Pressemeldung Nr. 225 vom

MSC Zoe Polat: Vorgang muss aufgeklärt und Container geborgen werden

Zur Antwort des Bundesverkehrsministeriums auf eine mündliche Frage zur Havarie der MSC Zoe erklärt Filiz Polat, regional zuständige Bundestagsabgeordnete von Bündnis 90/Die Grünen:

„Die Suche nach havarierten Containern entwickelt sich zu einem einzigen Schlamassel. Die Antwort des Verkehrsstaatssekretärs wirft mehr Fragen auf als sie Antworten liefert. Auf einmal heißt es, es wurde nur ein Drittel der Container geborgen. Demnach liegen noch rund 60 Container auf deutschem Gebiet in der Nordsee.

Auch wurden nur stichprobenweise einzelne Planquadrate des gesamten Gebietes abgesucht, auf dem Container auf Grund liegen könnten. Und auch nur unter der Prämisse, Schifffahrtshindernisse zu finden. Nach Gefahren für die Umwelt wird also gar nicht gesucht und der Gefahrgutcontainer mit hochgiftigem Inhalt bleibt einfach auf Grund liegen.

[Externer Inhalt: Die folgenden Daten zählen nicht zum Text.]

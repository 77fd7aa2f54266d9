//! Seeded resampling protocol.
//!
//! Each trial draws one held-out record and a disjoint training subsample
//! from a random source built from the trial seed alone, so ML runs and
//! external-predictor runs see identical splits for the same seed.

use rand::seq::index;
use rand::{Rng, SeedableRng};
use rand_chacha::ChaCha8Rng;
use serde::{Deserialize, Serialize};
use thiserror::Error;

/// Stream used by the trial split itself
const SPLIT_STREAM: u64 = 0;
/// Stream reserved for the random-draw baseline of a trial
const BASELINE_STREAM: u64 = 1;

/// Errors from the resampling protocol
#[derive(Error, Debug, Clone, PartialEq, Eq)]
pub enum SamplingError {
    #[error("Insufficient data: need {required} records (train_size + 1), dataset has {available}")]
    InsufficientData { required: usize, available: usize },
}

/// One resampling iteration
#[derive(Debug, Clone, PartialEq, Eq, Serialize, Deserialize)]
pub struct Trial {
    /// Seed the trial was drawn from
    pub seed: u64,
    /// Index of the single held-out record
    pub held_out: usize,
    /// Training indices in draw order
    pub training: Vec<usize>,
}

impl Trial {
    /// Random source for the random-draw baseline of this trial.
    ///
    /// Independent of the split stream, so adding or removing baselines never
    /// shifts the split drawn for a seed.
    #[must_use]
    pub fn baseline_rng(&self) -> ChaCha8Rng {
        trial_rng(self.seed, BASELINE_STREAM)
    }
}

fn trial_rng(seed: u64, stream: u64) -> ChaCha8Rng {
    let mut rng = ChaCha8Rng::seed_from_u64(seed);
    rng.set_stream(stream);
    rng
}

/// Ensure a dataset of `len` records can supply `train_size + 1` distinct records
///
/// # Errors
///
/// Returns `InsufficientData` when it cannot.
pub const fn check_capacity(len: usize, train_size: usize) -> Result<(), SamplingError> {
    let required = train_size.saturating_add(1);
    if required > len {
        return Err(SamplingError::InsufficientData {
            required,
            available: len,
        });
    }
    Ok(())
}

/// Draw the held-out record and training subsample for `seed`
///
/// The held-out index is uniform over `0..len`; the training indices are
/// `train_size` distinct draws, without replacement, from the remaining
/// records.
///
/// # Errors
///
/// Returns `InsufficientData` if `train_size + 1 > len`.
pub fn draw_trial(len: usize, seed: u64, train_size: usize) -> Result<Trial, SamplingError> {
    check_capacity(len, train_size)?;

    let mut rng = trial_rng(seed, SPLIT_STREAM);
    let held_out = rng.gen_range(0..len);

    // Sample positions in the dataset with the held-out record removed,
    // then map them back to dataset indices.
    let training = index::sample(&mut rng, len - 1, train_size)
        .into_iter()
        .map(|pos| if pos >= held_out { pos + 1 } else { pos })
        .collect();

    Ok(Trial {
        seed,
        held_out,
        training,
    })
}

/// All trials for seeds `1..=n_trials`
///
/// # Errors
///
/// Returns `InsufficientData` if the dataset is too small.
pub fn draw_trials(len: usize, n_trials: usize, train_size: usize) -> Result<Vec<Trial>, SamplingError> {
    (1..=n_trials as u64)
        .map(|seed| draw_trial(len, seed, train_size))
        .collect()
}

Weiterhin gilt es zu klären, ob das Wasserstraßen- und Schifffahrtsamt Emden mit der bestmöglichen Technik ausgestattet ist, die über den neuesten Stand der Technik verfügt. Darüber konnte der Staatssekretär auch nicht Auskunft geben. Es bleibt die Frage, ob nur stichprobenweise gesucht wurde, weil die vorhandene Technik nicht mehr hergibt.“

Weiter heißt es in der Antwort des Staatssekretärs, dass die Suche nach den verlorenen Containern noch nicht abgeschlossen sei und  weiterhin laufe. „Auch hier kommt es immer wieder zu widersprüchlichen Angaben. Mal heißt es, die Suche ist abgeschlossen und das Ergebnis werde überprüft. Dann wird aber doch weitergesucht. Es ist an der Zeit, dass Transparenz in die Sache kommt“, so Polat abschließend.